SUPPLIED RECORDS =
^^^^

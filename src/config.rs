//! Engine configuration loading via `ortho-config`.

use std::time::Duration;

use camino::Utf8PathBuf;
use ortho_config::OrthoConfig;
use serde::{Deserialize, Serialize};
use thiserror::Error;

use crate::backoff::RetryPolicy;
use crate::credentials::JsonCredentialStore;
use crate::error::ErrorKind;
use crate::inject::{EnvInjector, SshOptions};

/// Settings shared by every provider adapter, merged from defaults,
/// `spawn.toml`, and `SPAWN_*` environment variables.
#[derive(Clone, Debug, Deserialize, Serialize, OrthoConfig, PartialEq, Eq)]
#[ortho_config(
    prefix = "SPAWN",
    discovery(
        app_name = "spawn",
        env_var = "SPAWN_CONFIG_PATH",
        config_file_name = "spawn.toml",
        dotfile_name = ".spawn.toml",
        project_file_name = "spawn.toml"
    )
)]
pub struct SpawnConfig {
    /// Directory holding per-provider credential files.
    #[ortho_config(default = "~/.config/spawn".to_owned())]
    pub config_dir: String,
    /// Private key used for instance access.
    #[ortho_config(default = "~/.ssh/id_ed25519".to_owned())]
    pub ssh_key_path: String,
    /// Path to the `ssh-keygen` executable.
    #[ortho_config(default = "ssh-keygen".to_owned())]
    pub ssh_keygen_bin: String,
    /// Path to the `shred` executable.
    #[ortho_config(default = "shred".to_owned())]
    pub shred_bin: String,
    /// Path to the `ssh` executable.
    #[ortho_config(default = "ssh".to_owned())]
    pub ssh_bin: String,
    /// Path to the `scp` executable.
    #[ortho_config(default = "scp".to_owned())]
    pub scp_bin: String,
    /// Remote user to connect as.
    #[ortho_config(default = "root".to_owned())]
    pub ssh_user: String,
    /// Seconds between readiness checks.
    #[ortho_config(default = 5)]
    pub poll_delay_secs: u64,
    /// Readiness checks before giving up.
    #[ortho_config(default = 60)]
    pub max_poll_attempts: u32,
    /// Initial pause before retrying a rate-limited call.
    #[ortho_config(default = 2)]
    pub retry_base_secs: u64,
    /// Ceiling for the escalating retry pause.
    #[ortho_config(default = 30)]
    pub retry_max_secs: u64,
    /// Attempts for retryable provider calls, including the first.
    #[ortho_config(default = 5)]
    pub retry_max_attempts: u32,
    /// Shell profile receiving injected variables.
    #[ortho_config(default = "~/.zshrc".to_owned())]
    pub shell_profile: String,
    /// Remote staging path for the environment payload.
    #[ortho_config(default = "/tmp/env_config".to_owned())]
    pub remote_env_path: String,
    /// Local directory for temporary payload files. Uses the system
    /// temporary directory when unset.
    pub temp_dir: Option<String>,
}

/// Metadata for a configuration field, used to generate actionable error messages.
struct FieldMetadata {
    description: &'static str,
    env_var: &'static str,
    toml_key: &'static str,
}

impl FieldMetadata {
    const fn new(description: &'static str, env_var: &'static str, toml_key: &'static str) -> Self {
        Self {
            description,
            env_var,
            toml_key,
        }
    }
}

impl SpawnConfig {
    fn require_field(value: &str, metadata: &FieldMetadata) -> Result<(), ConfigError> {
        if value.trim().is_empty() {
            return Err(ConfigError::MissingField(format!(
                "missing {}: set {} or add {} to spawn.toml",
                metadata.description, metadata.env_var, metadata.toml_key
            )));
        }
        Ok(())
    }

    fn require_positive(value: u64, metadata: &FieldMetadata) -> Result<(), ConfigError> {
        if value == 0 {
            return Err(ConfigError::Invalid(format!(
                "{} must be greater than zero: set {} or {} in spawn.toml",
                metadata.description, metadata.env_var, metadata.toml_key
            )));
        }
        Ok(())
    }

    /// Loads configuration without attempting to parse CLI arguments. Values
    /// still merge defaults, configuration files, and environment variables.
    ///
    /// # Errors
    ///
    /// Returns [`ConfigError::Parse`] when the merge fails.
    pub fn load_without_cli_args() -> Result<Self, ConfigError> {
        Self::load_from_iter([std::ffi::OsString::from("spawn")])
            .map_err(|err| ConfigError::Parse(err.to_string()))
    }

    /// Performs semantic validation. Error messages name the environment
    /// variable and TOML key that supply each value.
    ///
    /// # Errors
    ///
    /// Returns [`ConfigError`] when a required field is blank or a count is
    /// zero.
    pub fn validate(&self) -> Result<(), ConfigError> {
        let required = [
            (
                &self.config_dir,
                FieldMetadata::new("credential directory", "SPAWN_CONFIG_DIR", "config_dir"),
            ),
            (
                &self.ssh_key_path,
                FieldMetadata::new("SSH key path", "SPAWN_SSH_KEY_PATH", "ssh_key_path"),
            ),
            (
                &self.ssh_keygen_bin,
                FieldMetadata::new("ssh-keygen binary", "SPAWN_SSH_KEYGEN_BIN", "ssh_keygen_bin"),
            ),
            (
                &self.shred_bin,
                FieldMetadata::new("shred binary", "SPAWN_SHRED_BIN", "shred_bin"),
            ),
            (
                &self.ssh_bin,
                FieldMetadata::new("ssh binary", "SPAWN_SSH_BIN", "ssh_bin"),
            ),
            (
                &self.scp_bin,
                FieldMetadata::new("scp binary", "SPAWN_SCP_BIN", "scp_bin"),
            ),
            (
                &self.ssh_user,
                FieldMetadata::new("SSH user", "SPAWN_SSH_USER", "ssh_user"),
            ),
            (
                &self.shell_profile,
                FieldMetadata::new("shell profile", "SPAWN_SHELL_PROFILE", "shell_profile"),
            ),
            (
                &self.remote_env_path,
                FieldMetadata::new(
                    "remote env staging path",
                    "SPAWN_REMOTE_ENV_PATH",
                    "remote_env_path",
                ),
            ),
        ];
        for (value, metadata) in &required {
            Self::require_field(value, metadata)?;
        }
        if let Some(dir) = &self.temp_dir {
            Self::require_field(
                dir,
                &FieldMetadata::new("temporary directory", "SPAWN_TEMP_DIR", "temp_dir"),
            )?;
        }

        let positive = [
            (
                self.poll_delay_secs,
                FieldMetadata::new("poll delay", "SPAWN_POLL_DELAY_SECS", "poll_delay_secs"),
            ),
            (
                u64::from(self.max_poll_attempts),
                FieldMetadata::new(
                    "poll attempt count",
                    "SPAWN_MAX_POLL_ATTEMPTS",
                    "max_poll_attempts",
                ),
            ),
            (
                u64::from(self.retry_max_attempts),
                FieldMetadata::new(
                    "retry attempt count",
                    "SPAWN_RETRY_MAX_ATTEMPTS",
                    "retry_max_attempts",
                ),
            ),
        ];
        for (value, metadata) in &positive {
            Self::require_positive(*value, metadata)?;
        }
        Ok(())
    }

    /// Credential directory with `~` expanded.
    #[must_use]
    pub fn config_dir_path(&self) -> Utf8PathBuf {
        Utf8PathBuf::from(expand_home(&self.config_dir))
    }

    /// SSH private key path with `~` expanded.
    #[must_use]
    pub fn ssh_key_file(&self) -> Utf8PathBuf {
        Utf8PathBuf::from(expand_home(&self.ssh_key_path))
    }

    /// Local staging directory for payload files.
    #[must_use]
    pub fn temp_dir_path(&self) -> Utf8PathBuf {
        self.temp_dir.as_deref().map_or_else(
            || {
                Utf8PathBuf::from_path_buf(std::env::temp_dir())
                    .unwrap_or_else(|_| Utf8PathBuf::from("/tmp"))
            },
            |dir| Utf8PathBuf::from(expand_home(dir)),
        )
    }

    /// Pause between readiness checks.
    #[must_use]
    pub const fn poll_delay(&self) -> Duration {
        Duration::from_secs(self.poll_delay_secs)
    }

    /// Retry spacing for retryable provider calls.
    #[must_use]
    pub const fn retry_policy(&self) -> RetryPolicy {
        RetryPolicy::new(
            Duration::from_secs(self.retry_base_secs),
            Duration::from_secs(self.retry_max_secs),
            self.retry_max_attempts,
        )
    }

    /// Credential store rooted at the configured directory.
    #[must_use]
    pub fn credential_store(&self) -> JsonCredentialStore {
        JsonCredentialStore::new(self.config_dir_path())
    }

    /// Injector staging payloads in the configured directories.
    #[must_use]
    pub fn env_injector(&self) -> EnvInjector {
        EnvInjector::new(self.temp_dir_path())
            .with_remote_path(self.remote_env_path.as_str())
            .with_shell_profile(self.shell_profile.as_str())
    }

    /// SSH settings authenticating with the configured key.
    #[must_use]
    pub fn ssh_options(&self) -> SshOptions {
        SshOptions {
            ssh_bin: self.ssh_bin.clone(),
            scp_bin: self.scp_bin.clone(),
            user: self.ssh_user.clone(),
            identity_file: Some(self.ssh_key_file()),
            ..SshOptions::default()
        }
    }
}

/// Expands a leading `~/` to the user's home directory.
///
/// The input is returned unchanged when no home directory is known.
#[must_use]
pub fn expand_home(path: &str) -> String {
    if path == "~"
        && let Some(home) = dirs::home_dir()
    {
        return home.to_string_lossy().into_owned();
    }
    if let Some(rest) = path.strip_prefix("~/")
        && let Some(home) = dirs::home_dir()
    {
        return format!("{}/{rest}", home.to_string_lossy());
    }
    path.to_owned()
}

/// Errors raised during configuration loading and validation.
#[derive(Debug, Error, Eq, PartialEq)]
pub enum ConfigError {
    /// Indicates a required configuration field is empty or missing.
    #[error("missing configuration field: {0}")]
    MissingField(String),
    /// Indicates a value is present but unusable.
    #[error("invalid configuration: {0}")]
    Invalid(String),
    /// Surfaces errors from the `ortho-config` loader.
    #[error("configuration parsing failed: {0}")]
    Parse(String),
}

impl ConfigError {
    /// Classifies the failure.
    #[must_use]
    pub const fn kind(&self) -> ErrorKind {
        ErrorKind::Configuration
    }
}

#[cfg(test)]
mod tests {
    use rstest::{fixture, rstest};

    use super::*;
    use crate::credentials::CredentialStore;

    #[fixture]
    fn config() -> SpawnConfig {
        SpawnConfig {
            config_dir: String::from("/etc/spawn"),
            ssh_key_path: String::from("/keys/id_ed25519"),
            ssh_keygen_bin: String::from("ssh-keygen"),
            shred_bin: String::from("shred"),
            ssh_bin: String::from("ssh"),
            scp_bin: String::from("scp"),
            ssh_user: String::from("root"),
            poll_delay_secs: 5,
            max_poll_attempts: 60,
            retry_base_secs: 2,
            retry_max_secs: 30,
            retry_max_attempts: 5,
            shell_profile: String::from("~/.zshrc"),
            remote_env_path: String::from("/tmp/env_config"),
            temp_dir: Some(String::from("/var/tmp")),
        }
    }

    #[rstest]
    fn valid_config_passes(config: SpawnConfig) {
        assert_eq!(config.validate(), Ok(()));
    }

    #[rstest]
    #[case::ssh_user(|cfg: &mut SpawnConfig| cfg.ssh_user = String::from(" "), "SPAWN_SSH_USER", "ssh_user")]
    #[case::config_dir(|cfg: &mut SpawnConfig| cfg.config_dir = String::new(), "SPAWN_CONFIG_DIR", "config_dir")]
    #[case::temp_dir(|cfg: &mut SpawnConfig| cfg.temp_dir = Some(String::new()), "SPAWN_TEMP_DIR", "temp_dir")]
    #[case::poll(|cfg: &mut SpawnConfig| cfg.max_poll_attempts = 0, "SPAWN_MAX_POLL_ATTEMPTS", "max_poll_attempts")]
    #[case::delay(|cfg: &mut SpawnConfig| cfg.poll_delay_secs = 0, "SPAWN_POLL_DELAY_SECS", "poll_delay_secs")]
    fn validation_names_env_var_and_key(
        mut config: SpawnConfig,
        #[case] mutate: fn(&mut SpawnConfig),
        #[case] env_var: &str,
        #[case] toml_key: &str,
    ) {
        mutate(&mut config);
        let message = config.validate().expect_err("invalid config").to_string();
        assert!(message.contains(env_var), "{message}");
        assert!(message.contains(toml_key), "{message}");
        assert!(message.contains("spawn.toml"), "{message}");
    }

    #[rstest]
    fn derived_settings_follow_fields(config: SpawnConfig) {
        assert_eq!(config.poll_delay(), Duration::from_secs(5));
        assert_eq!(
            config.retry_policy(),
            RetryPolicy::new(Duration::from_secs(2), Duration::from_secs(30), 5)
        );
        assert_eq!(config.temp_dir_path(), Utf8PathBuf::from("/var/tmp"));
        assert_eq!(
            config.credential_store().path_for("hetzner"),
            Utf8PathBuf::from("/etc/spawn/hetzner.json")
        );
        let ssh = config.ssh_options();
        assert_eq!(ssh.identity_file, Some(Utf8PathBuf::from("/keys/id_ed25519")));
        assert_eq!(ssh.port, 22);
    }

    #[test]
    fn expand_home_only_touches_tilde_prefix() {
        assert_eq!(expand_home("/abs/path"), "/abs/path");
        assert_eq!(expand_home("relative/~"), "relative/~");
        if let Some(home) = dirs::home_dir() {
            assert_eq!(
                expand_home("~/.ssh/id_ed25519"),
                format!("{}/.ssh/id_ed25519", home.to_string_lossy())
            );
        }
    }
}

^^^^

WORK TO COMPLETE = Copy each line above where the string "RetryPolicy" occurs.

EXERCISE RESPONSE =
use crate::backoff::RetryPolicy;
    pub const fn retry_policy(&self) -> RetryPolicy {
        RetryPolicy::new(
            RetryPolicy::new(Duration::from_secs(2), Duration::from_secs(30), 5)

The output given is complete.